- _Problem description_
Across the listing below, work out how many lines include the word "MutexGuard". Give the number alone.

- _Source data_
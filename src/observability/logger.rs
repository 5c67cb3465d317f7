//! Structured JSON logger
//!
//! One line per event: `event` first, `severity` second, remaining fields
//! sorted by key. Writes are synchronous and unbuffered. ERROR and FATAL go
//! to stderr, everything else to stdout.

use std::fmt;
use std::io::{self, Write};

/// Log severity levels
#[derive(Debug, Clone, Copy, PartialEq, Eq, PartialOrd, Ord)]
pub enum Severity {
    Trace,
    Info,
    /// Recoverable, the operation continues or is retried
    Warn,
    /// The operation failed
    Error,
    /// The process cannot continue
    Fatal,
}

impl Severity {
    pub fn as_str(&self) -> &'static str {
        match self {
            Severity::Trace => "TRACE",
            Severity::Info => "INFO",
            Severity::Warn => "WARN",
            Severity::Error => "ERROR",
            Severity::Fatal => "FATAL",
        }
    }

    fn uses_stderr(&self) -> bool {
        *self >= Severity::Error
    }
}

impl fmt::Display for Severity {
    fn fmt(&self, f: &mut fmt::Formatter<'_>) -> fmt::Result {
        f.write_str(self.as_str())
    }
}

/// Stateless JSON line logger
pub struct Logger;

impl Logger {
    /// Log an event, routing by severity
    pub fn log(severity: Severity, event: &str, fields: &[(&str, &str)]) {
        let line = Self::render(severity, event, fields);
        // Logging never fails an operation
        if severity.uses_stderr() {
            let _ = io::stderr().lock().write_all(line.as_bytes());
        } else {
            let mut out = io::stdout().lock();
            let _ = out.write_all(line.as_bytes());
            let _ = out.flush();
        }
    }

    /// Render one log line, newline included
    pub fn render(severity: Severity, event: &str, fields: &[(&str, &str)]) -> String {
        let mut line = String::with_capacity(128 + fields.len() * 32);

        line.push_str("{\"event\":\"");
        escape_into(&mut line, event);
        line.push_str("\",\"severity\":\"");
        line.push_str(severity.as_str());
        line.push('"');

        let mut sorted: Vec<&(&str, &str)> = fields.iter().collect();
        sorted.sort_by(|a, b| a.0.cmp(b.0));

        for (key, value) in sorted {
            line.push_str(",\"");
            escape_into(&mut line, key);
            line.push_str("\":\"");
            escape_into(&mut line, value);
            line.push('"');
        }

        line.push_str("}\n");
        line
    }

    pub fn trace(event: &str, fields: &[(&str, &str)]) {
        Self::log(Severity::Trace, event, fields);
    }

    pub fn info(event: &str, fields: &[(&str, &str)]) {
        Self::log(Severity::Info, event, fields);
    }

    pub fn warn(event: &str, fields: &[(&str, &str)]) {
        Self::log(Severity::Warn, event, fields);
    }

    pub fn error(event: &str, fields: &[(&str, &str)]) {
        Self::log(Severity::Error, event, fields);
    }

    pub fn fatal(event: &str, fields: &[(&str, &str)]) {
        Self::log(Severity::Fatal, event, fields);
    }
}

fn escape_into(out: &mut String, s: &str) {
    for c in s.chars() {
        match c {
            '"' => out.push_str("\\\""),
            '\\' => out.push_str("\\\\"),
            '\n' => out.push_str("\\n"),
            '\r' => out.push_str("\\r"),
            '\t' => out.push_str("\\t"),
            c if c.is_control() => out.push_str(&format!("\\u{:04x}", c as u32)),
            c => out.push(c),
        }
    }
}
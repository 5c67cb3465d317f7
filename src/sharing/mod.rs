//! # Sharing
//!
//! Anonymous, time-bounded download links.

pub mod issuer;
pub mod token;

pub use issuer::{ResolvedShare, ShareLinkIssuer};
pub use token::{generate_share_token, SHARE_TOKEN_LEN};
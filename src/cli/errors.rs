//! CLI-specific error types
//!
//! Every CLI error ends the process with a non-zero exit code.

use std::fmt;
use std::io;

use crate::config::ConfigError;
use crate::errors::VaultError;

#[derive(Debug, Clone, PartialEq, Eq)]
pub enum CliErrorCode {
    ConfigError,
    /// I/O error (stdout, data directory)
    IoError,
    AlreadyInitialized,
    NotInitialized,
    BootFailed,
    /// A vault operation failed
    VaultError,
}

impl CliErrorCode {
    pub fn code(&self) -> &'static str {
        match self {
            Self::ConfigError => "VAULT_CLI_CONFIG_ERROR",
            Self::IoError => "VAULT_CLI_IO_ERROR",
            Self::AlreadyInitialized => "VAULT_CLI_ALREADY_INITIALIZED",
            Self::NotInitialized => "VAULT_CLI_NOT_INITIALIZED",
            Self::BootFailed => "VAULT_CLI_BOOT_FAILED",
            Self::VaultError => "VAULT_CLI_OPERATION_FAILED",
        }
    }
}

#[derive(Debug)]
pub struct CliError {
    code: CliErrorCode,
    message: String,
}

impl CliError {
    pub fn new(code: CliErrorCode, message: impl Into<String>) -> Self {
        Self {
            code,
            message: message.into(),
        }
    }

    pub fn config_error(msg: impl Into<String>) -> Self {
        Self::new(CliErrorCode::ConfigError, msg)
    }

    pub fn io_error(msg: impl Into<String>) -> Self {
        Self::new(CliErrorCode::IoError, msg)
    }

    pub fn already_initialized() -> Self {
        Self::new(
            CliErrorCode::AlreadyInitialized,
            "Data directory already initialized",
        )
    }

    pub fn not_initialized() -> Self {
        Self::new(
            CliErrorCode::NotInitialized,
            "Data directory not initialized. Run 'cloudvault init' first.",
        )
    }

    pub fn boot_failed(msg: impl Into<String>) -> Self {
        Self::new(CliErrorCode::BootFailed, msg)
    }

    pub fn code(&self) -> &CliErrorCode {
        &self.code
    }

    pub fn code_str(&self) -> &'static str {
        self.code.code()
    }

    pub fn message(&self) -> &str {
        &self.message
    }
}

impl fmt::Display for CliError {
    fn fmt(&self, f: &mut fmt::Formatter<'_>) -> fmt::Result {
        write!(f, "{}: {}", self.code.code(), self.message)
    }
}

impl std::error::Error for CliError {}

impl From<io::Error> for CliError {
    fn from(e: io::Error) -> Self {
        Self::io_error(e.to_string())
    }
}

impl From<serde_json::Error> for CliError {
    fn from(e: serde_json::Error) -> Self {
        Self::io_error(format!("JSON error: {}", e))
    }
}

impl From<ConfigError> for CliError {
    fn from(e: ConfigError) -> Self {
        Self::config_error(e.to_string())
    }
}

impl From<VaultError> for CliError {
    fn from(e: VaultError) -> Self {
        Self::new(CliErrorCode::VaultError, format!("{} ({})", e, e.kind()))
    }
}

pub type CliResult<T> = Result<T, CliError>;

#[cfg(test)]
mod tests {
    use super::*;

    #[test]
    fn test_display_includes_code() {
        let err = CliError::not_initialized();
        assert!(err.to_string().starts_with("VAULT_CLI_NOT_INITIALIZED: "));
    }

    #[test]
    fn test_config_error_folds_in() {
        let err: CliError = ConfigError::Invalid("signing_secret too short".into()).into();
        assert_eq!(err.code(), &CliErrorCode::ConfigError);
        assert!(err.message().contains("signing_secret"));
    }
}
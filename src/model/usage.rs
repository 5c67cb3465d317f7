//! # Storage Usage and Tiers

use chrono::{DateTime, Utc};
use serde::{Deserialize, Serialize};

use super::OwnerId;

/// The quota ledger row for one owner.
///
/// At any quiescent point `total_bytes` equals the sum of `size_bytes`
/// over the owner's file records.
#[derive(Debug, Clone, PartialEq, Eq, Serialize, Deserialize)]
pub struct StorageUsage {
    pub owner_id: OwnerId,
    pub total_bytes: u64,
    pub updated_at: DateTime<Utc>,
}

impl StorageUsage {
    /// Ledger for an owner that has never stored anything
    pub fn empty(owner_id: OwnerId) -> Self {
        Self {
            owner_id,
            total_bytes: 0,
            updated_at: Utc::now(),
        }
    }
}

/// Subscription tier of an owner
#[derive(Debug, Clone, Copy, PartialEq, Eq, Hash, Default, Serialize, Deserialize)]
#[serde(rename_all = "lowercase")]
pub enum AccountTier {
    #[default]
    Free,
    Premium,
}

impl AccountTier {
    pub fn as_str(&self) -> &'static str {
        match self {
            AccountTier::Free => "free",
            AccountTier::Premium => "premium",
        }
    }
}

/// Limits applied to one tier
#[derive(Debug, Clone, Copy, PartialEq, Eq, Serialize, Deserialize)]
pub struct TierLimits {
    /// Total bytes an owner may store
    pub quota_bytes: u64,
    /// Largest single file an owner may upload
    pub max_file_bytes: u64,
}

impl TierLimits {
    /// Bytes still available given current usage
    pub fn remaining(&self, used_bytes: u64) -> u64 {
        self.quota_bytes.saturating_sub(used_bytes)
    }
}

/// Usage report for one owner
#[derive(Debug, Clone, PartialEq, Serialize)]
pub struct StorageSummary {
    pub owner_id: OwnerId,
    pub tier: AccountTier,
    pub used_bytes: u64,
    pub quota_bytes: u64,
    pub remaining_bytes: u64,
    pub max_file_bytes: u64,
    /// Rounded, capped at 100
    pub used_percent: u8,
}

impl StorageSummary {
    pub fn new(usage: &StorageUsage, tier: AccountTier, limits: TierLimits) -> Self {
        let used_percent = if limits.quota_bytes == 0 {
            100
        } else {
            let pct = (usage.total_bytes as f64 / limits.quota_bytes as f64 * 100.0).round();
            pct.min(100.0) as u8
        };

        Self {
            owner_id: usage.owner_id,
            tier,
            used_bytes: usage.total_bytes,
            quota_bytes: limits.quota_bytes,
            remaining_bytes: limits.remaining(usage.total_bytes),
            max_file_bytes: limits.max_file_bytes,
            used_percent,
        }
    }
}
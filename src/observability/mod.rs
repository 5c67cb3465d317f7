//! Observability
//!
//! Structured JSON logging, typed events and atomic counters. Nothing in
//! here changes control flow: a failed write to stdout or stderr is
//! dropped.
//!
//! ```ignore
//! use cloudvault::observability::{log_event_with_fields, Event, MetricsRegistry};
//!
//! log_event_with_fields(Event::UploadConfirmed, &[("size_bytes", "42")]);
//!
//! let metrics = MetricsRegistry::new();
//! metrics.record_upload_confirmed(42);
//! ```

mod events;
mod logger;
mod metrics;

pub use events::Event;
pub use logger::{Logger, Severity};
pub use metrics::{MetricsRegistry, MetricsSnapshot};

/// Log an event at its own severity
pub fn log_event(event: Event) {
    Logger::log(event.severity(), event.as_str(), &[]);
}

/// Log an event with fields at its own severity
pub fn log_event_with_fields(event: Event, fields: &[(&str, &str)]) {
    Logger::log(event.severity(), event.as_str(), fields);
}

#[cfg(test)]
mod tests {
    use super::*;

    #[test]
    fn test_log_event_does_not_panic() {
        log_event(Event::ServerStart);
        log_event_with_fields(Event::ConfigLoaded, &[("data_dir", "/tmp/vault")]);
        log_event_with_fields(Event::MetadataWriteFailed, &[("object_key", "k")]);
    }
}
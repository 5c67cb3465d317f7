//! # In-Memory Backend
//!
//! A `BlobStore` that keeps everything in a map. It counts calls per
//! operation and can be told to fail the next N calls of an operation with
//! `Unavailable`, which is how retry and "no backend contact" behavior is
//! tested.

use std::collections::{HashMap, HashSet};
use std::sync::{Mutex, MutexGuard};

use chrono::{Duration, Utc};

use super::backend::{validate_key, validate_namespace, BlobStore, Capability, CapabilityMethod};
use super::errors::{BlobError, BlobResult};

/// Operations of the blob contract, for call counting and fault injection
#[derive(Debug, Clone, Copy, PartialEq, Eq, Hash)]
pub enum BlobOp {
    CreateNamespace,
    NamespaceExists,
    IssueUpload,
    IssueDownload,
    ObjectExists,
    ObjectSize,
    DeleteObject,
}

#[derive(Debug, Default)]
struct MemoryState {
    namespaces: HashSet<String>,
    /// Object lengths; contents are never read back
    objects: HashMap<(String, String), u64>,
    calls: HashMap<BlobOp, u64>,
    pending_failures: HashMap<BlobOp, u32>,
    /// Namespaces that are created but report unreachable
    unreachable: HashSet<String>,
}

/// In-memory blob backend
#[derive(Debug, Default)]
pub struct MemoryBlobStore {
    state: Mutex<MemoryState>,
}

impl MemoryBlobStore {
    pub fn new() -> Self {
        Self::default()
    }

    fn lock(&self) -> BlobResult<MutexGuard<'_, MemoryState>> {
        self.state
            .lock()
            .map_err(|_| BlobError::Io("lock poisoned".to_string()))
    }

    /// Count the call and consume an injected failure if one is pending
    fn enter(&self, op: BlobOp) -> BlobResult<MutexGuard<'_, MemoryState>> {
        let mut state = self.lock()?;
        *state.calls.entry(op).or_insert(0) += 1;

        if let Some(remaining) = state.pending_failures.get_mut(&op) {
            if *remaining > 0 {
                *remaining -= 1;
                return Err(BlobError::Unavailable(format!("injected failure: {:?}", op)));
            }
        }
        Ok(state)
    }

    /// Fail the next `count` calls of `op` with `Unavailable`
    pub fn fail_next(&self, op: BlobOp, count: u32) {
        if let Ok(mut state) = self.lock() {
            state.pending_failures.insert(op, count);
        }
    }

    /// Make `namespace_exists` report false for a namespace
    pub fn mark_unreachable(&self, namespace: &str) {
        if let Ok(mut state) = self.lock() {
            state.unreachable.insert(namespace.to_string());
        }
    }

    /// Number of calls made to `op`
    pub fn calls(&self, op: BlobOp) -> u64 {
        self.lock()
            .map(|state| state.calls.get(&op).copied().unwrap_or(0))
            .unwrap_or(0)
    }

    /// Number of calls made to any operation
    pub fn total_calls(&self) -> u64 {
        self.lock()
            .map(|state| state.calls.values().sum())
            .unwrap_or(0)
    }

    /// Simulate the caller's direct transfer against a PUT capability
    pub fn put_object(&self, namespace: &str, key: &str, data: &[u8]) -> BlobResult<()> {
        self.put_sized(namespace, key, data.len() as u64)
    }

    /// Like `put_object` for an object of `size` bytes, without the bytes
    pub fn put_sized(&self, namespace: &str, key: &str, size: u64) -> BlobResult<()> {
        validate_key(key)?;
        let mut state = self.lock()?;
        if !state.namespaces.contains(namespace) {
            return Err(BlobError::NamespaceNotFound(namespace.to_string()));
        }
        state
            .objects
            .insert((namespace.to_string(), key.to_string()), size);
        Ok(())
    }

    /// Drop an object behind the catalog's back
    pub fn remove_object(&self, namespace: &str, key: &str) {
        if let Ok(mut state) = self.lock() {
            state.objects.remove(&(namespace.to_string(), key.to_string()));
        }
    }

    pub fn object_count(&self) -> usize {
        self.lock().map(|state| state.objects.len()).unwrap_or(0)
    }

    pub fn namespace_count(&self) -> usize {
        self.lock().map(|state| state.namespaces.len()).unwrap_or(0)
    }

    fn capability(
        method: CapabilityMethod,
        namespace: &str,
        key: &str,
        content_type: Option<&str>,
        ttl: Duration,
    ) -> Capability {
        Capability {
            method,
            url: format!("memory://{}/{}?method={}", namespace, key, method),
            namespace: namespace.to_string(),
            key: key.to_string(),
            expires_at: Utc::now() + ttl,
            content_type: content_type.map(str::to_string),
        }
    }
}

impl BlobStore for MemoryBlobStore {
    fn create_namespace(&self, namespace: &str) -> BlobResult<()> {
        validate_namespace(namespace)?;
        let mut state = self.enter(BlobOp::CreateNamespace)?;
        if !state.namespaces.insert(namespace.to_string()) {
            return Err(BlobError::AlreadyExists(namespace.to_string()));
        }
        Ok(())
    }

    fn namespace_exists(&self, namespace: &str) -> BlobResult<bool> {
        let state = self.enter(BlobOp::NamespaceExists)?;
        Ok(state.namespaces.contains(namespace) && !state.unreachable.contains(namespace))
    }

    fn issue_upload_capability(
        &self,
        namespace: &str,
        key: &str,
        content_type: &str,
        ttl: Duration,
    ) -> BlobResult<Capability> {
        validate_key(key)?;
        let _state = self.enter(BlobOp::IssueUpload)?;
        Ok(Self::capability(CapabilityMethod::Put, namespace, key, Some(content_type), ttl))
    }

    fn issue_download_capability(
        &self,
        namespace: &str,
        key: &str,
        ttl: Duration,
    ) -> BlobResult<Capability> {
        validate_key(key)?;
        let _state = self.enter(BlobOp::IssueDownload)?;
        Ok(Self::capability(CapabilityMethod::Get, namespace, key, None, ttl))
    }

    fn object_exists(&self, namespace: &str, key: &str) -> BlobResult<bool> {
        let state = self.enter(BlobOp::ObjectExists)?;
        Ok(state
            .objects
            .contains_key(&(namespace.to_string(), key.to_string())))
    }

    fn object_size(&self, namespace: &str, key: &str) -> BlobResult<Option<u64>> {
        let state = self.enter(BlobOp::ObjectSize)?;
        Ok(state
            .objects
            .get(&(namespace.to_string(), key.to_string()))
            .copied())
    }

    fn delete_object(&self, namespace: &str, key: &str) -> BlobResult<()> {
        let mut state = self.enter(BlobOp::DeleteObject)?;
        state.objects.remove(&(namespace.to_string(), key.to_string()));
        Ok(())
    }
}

- _Your response_
3